RECORDED DATA.
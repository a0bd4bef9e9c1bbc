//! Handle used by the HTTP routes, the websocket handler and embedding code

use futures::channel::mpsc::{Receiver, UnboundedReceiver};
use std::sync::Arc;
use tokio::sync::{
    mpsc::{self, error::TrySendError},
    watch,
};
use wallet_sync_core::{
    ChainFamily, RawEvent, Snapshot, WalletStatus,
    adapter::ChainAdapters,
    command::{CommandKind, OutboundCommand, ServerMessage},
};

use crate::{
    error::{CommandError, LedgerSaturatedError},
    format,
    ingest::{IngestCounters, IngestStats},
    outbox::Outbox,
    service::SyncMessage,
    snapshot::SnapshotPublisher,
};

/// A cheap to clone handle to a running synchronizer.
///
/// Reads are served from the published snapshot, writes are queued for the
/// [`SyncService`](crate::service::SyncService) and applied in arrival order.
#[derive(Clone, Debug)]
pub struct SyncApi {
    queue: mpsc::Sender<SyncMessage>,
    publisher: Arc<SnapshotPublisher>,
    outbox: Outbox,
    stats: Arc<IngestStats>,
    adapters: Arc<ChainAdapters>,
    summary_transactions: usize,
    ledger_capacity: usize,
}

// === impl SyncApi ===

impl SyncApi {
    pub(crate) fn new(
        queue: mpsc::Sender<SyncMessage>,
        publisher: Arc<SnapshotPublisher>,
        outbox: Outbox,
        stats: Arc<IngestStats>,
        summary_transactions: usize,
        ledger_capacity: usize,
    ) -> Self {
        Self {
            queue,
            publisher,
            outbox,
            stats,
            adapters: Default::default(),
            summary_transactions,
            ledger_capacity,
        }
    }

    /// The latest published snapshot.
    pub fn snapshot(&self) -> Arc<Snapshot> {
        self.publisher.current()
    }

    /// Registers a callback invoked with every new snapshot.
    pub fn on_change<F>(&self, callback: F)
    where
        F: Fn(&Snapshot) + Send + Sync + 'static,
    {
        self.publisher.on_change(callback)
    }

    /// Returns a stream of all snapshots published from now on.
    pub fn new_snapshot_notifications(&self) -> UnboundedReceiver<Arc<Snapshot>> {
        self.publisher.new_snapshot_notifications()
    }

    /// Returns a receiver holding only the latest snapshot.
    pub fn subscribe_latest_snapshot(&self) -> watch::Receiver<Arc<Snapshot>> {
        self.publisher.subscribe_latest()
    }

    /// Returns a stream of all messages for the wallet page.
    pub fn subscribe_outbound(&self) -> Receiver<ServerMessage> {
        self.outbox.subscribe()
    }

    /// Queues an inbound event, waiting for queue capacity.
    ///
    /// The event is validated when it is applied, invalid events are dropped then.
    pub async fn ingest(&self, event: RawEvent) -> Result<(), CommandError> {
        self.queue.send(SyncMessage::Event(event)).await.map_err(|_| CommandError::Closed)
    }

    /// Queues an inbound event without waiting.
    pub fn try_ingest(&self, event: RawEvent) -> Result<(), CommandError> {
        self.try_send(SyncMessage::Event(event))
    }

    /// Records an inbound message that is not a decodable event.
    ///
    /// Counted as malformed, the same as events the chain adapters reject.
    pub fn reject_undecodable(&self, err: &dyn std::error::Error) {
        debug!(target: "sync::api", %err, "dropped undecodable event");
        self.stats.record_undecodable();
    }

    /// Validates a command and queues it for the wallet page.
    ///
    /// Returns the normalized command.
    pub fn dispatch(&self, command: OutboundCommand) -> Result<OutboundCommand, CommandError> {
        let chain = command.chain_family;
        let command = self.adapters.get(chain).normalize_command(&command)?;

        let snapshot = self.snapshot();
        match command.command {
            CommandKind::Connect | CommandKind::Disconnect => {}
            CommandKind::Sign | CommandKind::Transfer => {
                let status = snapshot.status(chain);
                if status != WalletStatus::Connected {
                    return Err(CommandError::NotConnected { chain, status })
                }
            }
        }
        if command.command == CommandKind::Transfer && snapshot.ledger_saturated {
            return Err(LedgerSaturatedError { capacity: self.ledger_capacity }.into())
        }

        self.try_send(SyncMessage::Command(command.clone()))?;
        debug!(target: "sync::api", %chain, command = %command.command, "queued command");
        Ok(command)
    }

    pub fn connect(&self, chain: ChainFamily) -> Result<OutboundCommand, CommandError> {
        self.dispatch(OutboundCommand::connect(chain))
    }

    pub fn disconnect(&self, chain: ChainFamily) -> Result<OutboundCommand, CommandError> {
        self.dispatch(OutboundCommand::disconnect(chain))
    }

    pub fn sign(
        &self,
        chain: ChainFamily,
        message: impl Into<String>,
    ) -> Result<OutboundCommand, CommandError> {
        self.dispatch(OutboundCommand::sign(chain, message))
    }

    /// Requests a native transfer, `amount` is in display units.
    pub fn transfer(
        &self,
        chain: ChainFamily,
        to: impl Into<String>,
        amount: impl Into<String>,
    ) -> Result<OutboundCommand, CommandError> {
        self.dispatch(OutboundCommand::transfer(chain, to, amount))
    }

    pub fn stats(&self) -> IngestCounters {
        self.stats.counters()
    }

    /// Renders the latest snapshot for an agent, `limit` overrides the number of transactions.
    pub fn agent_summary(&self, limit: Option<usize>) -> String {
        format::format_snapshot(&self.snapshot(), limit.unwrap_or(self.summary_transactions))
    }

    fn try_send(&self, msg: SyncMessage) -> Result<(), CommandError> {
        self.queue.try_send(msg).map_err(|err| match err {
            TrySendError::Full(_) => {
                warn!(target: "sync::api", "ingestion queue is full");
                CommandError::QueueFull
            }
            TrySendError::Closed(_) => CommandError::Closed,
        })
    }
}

EXERCISE REQUIREMENTS. The lines to return are those with the string "Closed" in them; copy each from the entries above.

PROBLEM SOLUTION.
        self.queue.send(SyncMessage::Event(event)).await.map_err(|_| CommandError::Closed)
            TrySendError::Closed(_) => CommandError::Closed,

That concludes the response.